After the upgrades in early 2012, the Lattice cluster will be comprised of three types of compute nodes: 512 8-core nodes, 544 12-core nodes and 60 12-core nodes with 3 GPGPUs each.
From the original Lattice cluster, there are 512 8-core computational nodes, each having 2 sockets. Each socket has an Intel Xeon L5520 (Nehalem) quad-core processor, running at 2.27 GHz. The 8 cores associated with one of the individual nodes share 12 GB of RAM.
The new nodes are based on the HP Proliant SL390 server architecture, with each node having 2 sockets. Each socket has Intel X5649 (Westmere) processor, running at 2.53 GHz. Unlike the older processors, however, the new ones have 6 cores each. The 12 cores associated with one compute node share 24 GB of RAM.
Interconnect
As mentioned in the introduction, the Lattice cluster is intended for multi-node jobs that make use of the low-latency interconnect. Lattice uses an InfiniBand 4X QDR (Quad Data Rate) 40 Gbit/s switched fabric, with a two to one blocking factor (to reduce purchase costs).
Storage
There is approximately 5 TB of disk space allocated for home directories and 70 TB of global scratch space (although that will be increased substantially during an upgrade in December 2011). A subdirectory for each user is available in /global/scratch.

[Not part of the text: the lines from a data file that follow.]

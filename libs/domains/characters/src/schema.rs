//! Request body validation for create and update.
//!
//! Create bodies must be exactly `{realName, nickname, description}` with
//! string values. Every violation is reported, one entry each, in the
//! `validator` error format so the shared error layer can render them.

use std::borrow::Cow;

use mongodb::bson::Document;
use serde::Deserialize;
use serde_json::{Map, Value};
use strum::{Display, EnumString};
use validator::{ValidationError, ValidationErrors};

use crate::error::{CharacterError, CharacterResult};
use crate::models::{DESCRIPTION, KNOWN_FIELDS, NICKNAME, NewCharacter, REAL_NAME};

/// Error key used for properties outside the schema.
pub const ADDITIONAL_PROPERTIES: &str = "additionalProperties";
/// Error key used when the body itself has the wrong JSON type.
pub const BODY: &str = "body";

pub const CREATE_INVALID: &str = "The submitted data is not valid to create a character";
pub const UPDATE_INVALID: &str = "The submitted data is not valid to update a character";

/// How update bodies are checked before being merged.
#[derive(Debug, Clone, Copy, Default, PartialEq, Eq, Display, EnumString)]
#[strum(serialize_all = "snake_case", ascii_case_insensitive)]
pub enum UpdateValidation {
    /// Any keys are merged; known fields must still be strings.
    #[default]
    Unchecked,
    /// Only the known fields are accepted, each a string.
    Schema,
}

/// Unvalidated create body. Converting it into a [`NewCharacter`] runs the
/// create schema once and reports violations under [`CREATE_INVALID`].
#[derive(Debug, Clone, Deserialize)]
#[serde(transparent)]
pub struct CharacterDraft(pub Value);

impl TryFrom<CharacterDraft> for NewCharacter {
    type Error = CharacterError;

    fn try_from(draft: CharacterDraft) -> CharacterResult<Self> {
        validate_new(&draft.0).map_err(|errors| CharacterError::Validation {
            message: CREATE_INVALID,
            errors,
        })
    }
}

/// Check a create body against the character schema.
pub fn validate_new(body: &Value) -> Result<NewCharacter, ValidationErrors> {
    let mut errors = ValidationErrors::new();

    let Some(fields) = body.as_object() else {
        errors.add(BODY, wrong_type("object"));
        return Err(errors);
    };

    for field in KNOWN_FIELDS {
        match fields.get(field) {
            None => errors.add(field, required(field)),
            Some(value) if !value.is_string() => errors.add(field, wrong_type("string")),
            Some(_) => {}
        }
    }
    add_unknown_fields(fields, &mut errors);

    let text = |field: &str| fields.get(field).and_then(Value::as_str).map(str::to_owned);
    match (text(REAL_NAME), text(NICKNAME), text(DESCRIPTION)) {
        (Some(real_name), Some(nickname), Some(description)) if errors.is_empty() => {
            Ok(NewCharacter {
                real_name,
                nickname,
                description,
            })
        }
        _ => Err(errors),
    }
}

/// Turn an update body into the document passed to `$set`.
///
/// The body must be a JSON object that does not touch `_id` or use
/// operator-style (`$`) keys. Known fields must be strings; under
/// [`UpdateValidation::Schema`] unknown fields are rejected too.
pub fn patch_document(body: &Value, policy: UpdateValidation) -> CharacterResult<Document> {
    let Some(fields) = body.as_object() else {
        return Err(CharacterError::InvalidPatch(
            "Update body must be a JSON object".to_string(),
        ));
    };

    if fields.contains_key("_id") {
        return Err(CharacterError::InvalidPatch(
            "Field \"_id\" cannot be updated".to_string(),
        ));
    }
    if let Some(key) = fields.keys().find(|key| key.starts_with('$')) {
        return Err(CharacterError::InvalidPatch(format!(
            "Field \"{key}\" is not a valid field name"
        )));
    }

    let mut errors = ValidationErrors::new();
    for field in KNOWN_FIELDS {
        if fields.get(field).is_some_and(|value| !value.is_string()) {
            errors.add(field, wrong_type("string"));
        }
    }
    if policy == UpdateValidation::Schema {
        add_unknown_fields(fields, &mut errors);
    }
    if !errors.is_empty() {
        return Err(CharacterError::Validation {
            message: UPDATE_INVALID,
            errors,
        });
    }

    mongodb::bson::to_document(fields)
        .map_err(|e| CharacterError::InvalidPatch(format!("Update body cannot be stored: {e}")))
}

fn add_unknown_fields(fields: &Map<String, Value>, errors: &mut ValidationErrors) {
    for key in fields.keys().filter(|key| !KNOWN_FIELDS.contains(&key.as_str())) {
        errors.add(ADDITIONAL_PROPERTIES, additional_property(key));
    }
}

fn required(field: &'static str) -> ValidationError {
    let mut error = ValidationError::new("required")
        .with_message(Cow::Owned(format!("must have required property '{field}'")));
    error.add_param(Cow::Borrowed("missingProperty"), &field);
    error
}

fn wrong_type(expected: &'static str) -> ValidationError {
    let mut error =
        ValidationError::new("type").with_message(Cow::Owned(format!("must be {expected}")));
    error.add_param(Cow::Borrowed("type"), &expected);
    error
}

fn additional_property(key: &str) -> ValidationError {
    let mut error = ValidationError::new("additional_properties")
        .with_message(Cow::Borrowed("must NOT have additional properties"));
    error.add_param(Cow::Borrowed("additionalProperty"), &key);
    error
}
//! Utilities shared across database implementations

pub mod error;

pub use error::{DatabaseError, DatabaseResult};
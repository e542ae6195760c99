use axum::{Json, Router, extract::State, http::StatusCode, routing::get};
use core_config::AppInfo;
use futures::future::join_all;
use serde::Serialize;
use serde_json::{Map, Value, json};
use std::future::Future;
use std::pin::Pin;

#[derive(Debug, Serialize)]
pub struct HealthResponse {
    pub status: &'static str,
    pub name: &'static str,
    pub version: &'static str,
}

/// A boxed future for a named readiness check.
pub type HealthCheckFuture<'a> = Pin<Box<dyn Future<Output = Result<(), String>> + Send + 'a>>;

/// Runs readiness checks concurrently and aggregates the results.
///
/// The body is `{"status": "ready" | "not ready", "<name>": "connected" | "disconnected", ...}`.
/// Any failing check turns the whole response into a 503.
///
/// ```ignore
/// let checks: Vec<(&str, HealthCheckFuture)> = vec![(
///     "mongodb",
///     Box::pin(async { ping(&client).await.map_err(|e| e.to_string()) }),
/// )];
/// run_health_checks(checks).await
/// ```
pub async fn run_health_checks(checks: Vec<(&str, HealthCheckFuture<'_>)>) -> (StatusCode, Json<Value>) {
    let names: Vec<_> = checks.iter().map(|(name, _)| *name).collect();
    let futures: Vec<_> = checks.into_iter().map(|(_, check)| check).collect();
    let results = join_all(futures).await;

    let mut body = Map::new();
    let mut all_healthy = true;

    for (name, result) in names.into_iter().zip(results) {
        let status = match result {
            Ok(()) => "connected",
            Err(e) => {
                tracing::error!("Readiness check failed: {} error: {}", name, e);
                all_healthy = false;
                "disconnected"
            }
        };
        body.insert(name.to_string(), json!(status));
    }

    body.insert(
        "status".to_string(),
        json!(if all_healthy { "ready" } else { "not ready" }),
    );

    let status = if all_healthy {
        StatusCode::OK
    } else {
        StatusCode::SERVICE_UNAVAILABLE
    };

    (status, Json(Value::Object(body)))
}

/// Liveness handler: 200 with the app name and version while the process runs.
pub async fn health_handler(State(app): State<AppInfo>) -> Json<HealthResponse> {
    Json(HealthResponse {
        status: "healthy",
        name: app.name,
        version: app.version,
    })
}

/// Router exposing `GET /health`.
pub fn health_router(app_info: AppInfo) -> Router {
    Router::new()
        .route("/health", get(health_handler))
        .with_state(app_info)
}

#[cfg(test)]
mod tests {
    use super::*;
    use axum::body::Body;
    use axum::http::Request;
    use http_body_util::BodyExt;
    use tower::ServiceExt;

    #[tokio::test]
    async fn test_health_router_reports_app_info() {
        let app = health_router(AppInfo {
            name: "characters-api",
            version: "1.2.3",
        });

        let response = app
            .oneshot(Request::get("/health").body(Body::empty()).unwrap())
            .await
            .unwrap();
        assert_eq!(response.status(), StatusCode::OK);

        let bytes = response.into_body().collect().await.unwrap().to_bytes();
        let body: Value = serde_json::from_slice(&bytes).unwrap();
        assert_eq!(body["status"], "healthy");
        assert_eq!(body["name"], "characters-api");
        assert_eq!(body["version"], "1.2.3");
    }

    #[tokio::test]
    async fn test_run_health_checks_all_ok() {
        let checks: Vec<(&str, HealthCheckFuture)> =
            vec![("mongodb", Box::pin(async { Ok::<(), String>(()) }))];

        let (status, Json(body)) = run_health_checks(checks).await;
        assert_eq!(status, StatusCode::OK);
        assert_eq!(body, json!({"status": "ready", "mongodb": "connected"}));
    }

    #[tokio::test]
    async fn test_run_health_checks_failure_is_unavailable() {
        let checks: Vec<(&str, HealthCheckFuture)> = vec![(
            "mongodb",
            Box::pin(async { Err::<(), String>("server selection timeout".to_string()) }),
        )];

        let (status, Json(body)) = run_health_checks(checks).await;
        assert_eq!(status, StatusCode::SERVICE_UNAVAILABLE);
        assert_eq!(body, json!({"status": "not ready", "mongodb": "disconnected"}));
    }
}
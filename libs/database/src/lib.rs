//! Database connectors and utilities
//!
//! # Features
//!
//! - `mongodb` (default) - MongoDB client setup and health checks
//! - `config` - `core_config::FromEnv` support for connection settings
//!
//! ```ignore
//! use database::mongodb::{MongoConfig, connect_from_config};
//!
//! let config = MongoConfig::with_database("mongodb://localhost:27017", "marvel");
//! let client = connect_from_config(&config).await?;
//! let characters = client.database(config.database()).collection::<Document>("characters");
//! ```

pub mod common;

#[cfg(feature = "mongodb")]
pub mod mongodb;

pub use common::{DatabaseError, DatabaseResult};
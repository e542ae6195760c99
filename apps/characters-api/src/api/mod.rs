//! API routes module
//!
//! Every route the service exposes, mounted at the root (no `/api` prefix).

pub mod characters;
pub mod health;

use axum::{Router, routing::get};
use axum_helpers::health_router;

use crate::state::AppState;

/// Create all API routes
pub fn routes(state: &AppState) -> Router {
    Router::new()
        .route("/", get(hello))
        .nest("/characters", characters::router(state))
        .merge(health::router(state.clone()))
        .merge(health_router(state.config.app.clone()))
}

/// Liveness probe kept for clients that only hit `/`
async fn hello() -> &'static str {
    "Hello World!"
}

#[cfg(test)]
pub(crate) mod tests {
    use super::*;
    use crate::config::{CharactersConfig, Config, Environment};
    use axum::body::Body;
    use axum::http::{Request, StatusCode};
    use core_config::{app_info, server::ServerConfig};
    use database::mongodb::MongoConfig;
    use http_body_util::BodyExt;
    use mongodb::{Client, options::ClientOptions};
    use std::time::Duration;
    use tower::ServiceExt;

    /// State whose client points at a port nothing listens on.
    pub(crate) async fn unreachable_state() -> AppState {
        let mongodb = MongoConfig::with_database("mongodb://127.0.0.1:1", "marvel");
        let mut options = ClientOptions::parse(&mongodb.url).await.unwrap();
        options.server_selection_timeout = Some(Duration::from_millis(200));
        let mongo_client = Client::with_options(options).unwrap();
        let db = mongo_client.database(mongodb.database());

        AppState {
            config: Config {
                app: app_info!(),
                mongodb,
                server: ServerConfig::default(),
                environment: Environment::Development,
                characters: CharactersConfig::default(),
            },
            mongo_client,
            db,
        }
    }

    #[tokio::test]
    async fn test_root_says_hello() {
        let app = routes(&unreachable_state().await);

        let response = app
            .oneshot(Request::get("/").body(Body::empty()).unwrap())
            .await
            .unwrap();

        assert_eq!(response.status(), StatusCode::OK);
        let bytes = response.into_body().collect().await.unwrap().to_bytes();
        assert_eq!(&bytes[..], b"Hello World!");
    }

    #[tokio::test]
    async fn test_health_reports_crate_info() {
        let app = routes(&unreachable_state().await);

        let response = app
            .oneshot(Request::get("/health").body(Body::empty()).unwrap())
            .await
            .unwrap();

        assert_eq!(response.status(), StatusCode::OK);
        let bytes = response.into_body().collect().await.unwrap().to_bytes();
        let body: serde_json::Value = serde_json::from_slice(&bytes).unwrap();
        assert_eq!(body["name"], "characters_api");
    }

    #[tokio::test]
    async fn test_nickname_lookup_requires_parameter() {
        for uri in ["/characters", "/characters?nickname="] {
            let app = routes(&unreachable_state().await);

            let response = app
                .oneshot(Request::get(uri).body(Body::empty()).unwrap())
                .await
                .unwrap();

            assert_eq!(response.status(), StatusCode::BAD_REQUEST);
            let bytes = response.into_body().collect().await.unwrap().to_bytes();
            let body: serde_json::Value = serde_json::from_slice(&bytes).unwrap();
            assert_eq!(body["message"], "Parameter \"nickname\" is required.");
        }
    }

    #[tokio::test]
    async fn test_nickname_delete_without_parameter_is_not_found() {
        let app = routes(&unreachable_state().await);

        let response = app
            .oneshot(
                Request::delete("/characters")
                    .body(Body::empty())
                    .unwrap(),
            )
            .await
            .unwrap();

        assert_eq!(response.status(), StatusCode::NOT_FOUND);
        let bytes = response.into_body().collect().await.unwrap().to_bytes();
        let body: serde_json::Value = serde_json::from_slice(&bytes).unwrap();
        assert_eq!(body["message"], "Character not found with nickname: ");
    }

    #[tokio::test]
    async fn test_invalid_id_is_rejected_without_database() {
        let app = routes(&unreachable_state().await);

        let response = app
            .oneshot(
                Request::get("/characters/not-an-id")
                    .body(Body::empty())
                    .unwrap(),
            )
            .await
            .unwrap();

        assert_eq!(response.status(), StatusCode::BAD_REQUEST);
    }
}
use tokio::signal;
use tracing::{error, info};

/// Resolves when the process receives Ctrl+C or SIGTERM.
///
/// A handler that cannot be installed is logged and never fires, so the
/// other signal still works.
pub async fn shutdown_signal() {
    let ctrl_c = async {
        if let Err(e) = signal::ctrl_c().await {
            error!("Failed to install Ctrl+C handler: {}", e);
            std::future::pending::<()>().await;
        }
    };

    #[cfg(unix)]
    let terminate = async {
        match signal::unix::signal(signal::unix::SignalKind::terminate()) {
            Ok(mut stream) => {
                stream.recv().await;
            }
            Err(e) => {
                error!("Failed to install SIGTERM handler: {}", e);
                std::future::pending::<()>().await;
            }
        }
    };

    #[cfg(not(unix))]
    let terminate = std::future::pending::<()>();

    tokio::select! {
        _ = ctrl_c => {
            info!("Received SIGINT (Ctrl+C), shutting down gracefully");
        },
        _ = terminate => {
            info!("Received SIGTERM, shutting down gracefully");
        },
    }
}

There is a storage quota of 50 GB (with a 100,000-file limit) for your home directory and 450 GB for global scratch (also with a 100,000-file limit). If you need an increased quota, please write to WestGrid support.
In addition, each compute node has a local scratch directory, /tmp, with approximately 120 GB of storage space. It is very important for performance reasons to use /tmp for I/O intensive programs. Note that these local scratch partitions are shared among all users of a given node, so, you are not guaranteed that all the space will be available for any given run.
Software
See the main WestGrid software page for tables showing the installed application software on Lattice and other WestGrid systems, as well as information about the operating system, compilers, and mathematical and graphical libraries.
Please write to WestGrid support if there is additional software that you would like installed.
Using Lattice
Getting started
To log in to Lattice, connect to lattice.westgrid.ca using an ssh (secure shell) client. For more information about connecting and setting up your environment, see the QuickStart Guide for New Users.
Batch job policies
As on other WestGrid systems batch jobs are handled by a combination of TORQUE and Moab software. For more information about submitting jobs, see Running Jobs.
Unlike most other WestGrid systems, we prefer that the syntax "-l nodes=xx,ppn=8" be used rather than "-l procs=yyy" when requesting processor resources on Lattice. Lattice is used almost exclusively for large parallel jobs that use whole nodes. This has the potential of improving the performance of some jobs and minimizes the impact of a misbehaving job or hardware failure. Since there are 8 cores per node on Lattice, a ppn (processors per node) parameter of 8 will request that all the processors on a node be used. Also, it is recommended that you ask for 10-11 GB of memory per node requested, using the mem parameter. So, a typical job submission on Lattice would look like:
qsub -l nodes=4:ppn=8,mem=40gb,walltime=72:00:00 parallel_diffuse.pbs
The following limits are in place for batch jobs submitted to the default queue (that is, if no queue is specified on qsub command):
| Resource |
Policy or limit |
| Maximum walltime, but, see below for other comments related to walltime. | 168 hours |
| Suggested maximum memory resource request, mem. | 11 GB |
| Maximum number of running jobs for a single user | 64 |
| Maximum cores (sum for all jobs) for a single user | 1024 |
| Maximum jobs in Idle queue | 8 |
Six nodes (cn004 to cn009) are reserved for short batch jobs. If you submit a job with a walltime resource of up to 3 hours, it will be considered for allocation to cn004 and cn005. Nodes cn006 through cn009 accept jobs with a walltime of up to 24 hours.
Interactive jobs
Two nodes (cn002 and cn003) are reserved for interactive use. These can be accessed by specifying the interactive queue and a walltime of less than or equal to three hours on your qsub command line. If you require exclusive access to a node, you can add naccesspolicy=singlejob, as shown here:
See the Working Interactively section of the Running Jobs page for an alternate method to reserve processors for interactive use, which can be used in cases where you need more than two nodes or a walltime longer than 3 hours.
The login node can be used for short testing and debugging sessions, but, a virtual memory limit of 6 GB per process has been imposed to reduce the chance of a user making the login node unusable for others. If you need to test a program that has a process requiring more virtual memory than that you could one the compute nodes.
Updated 2011-12-12.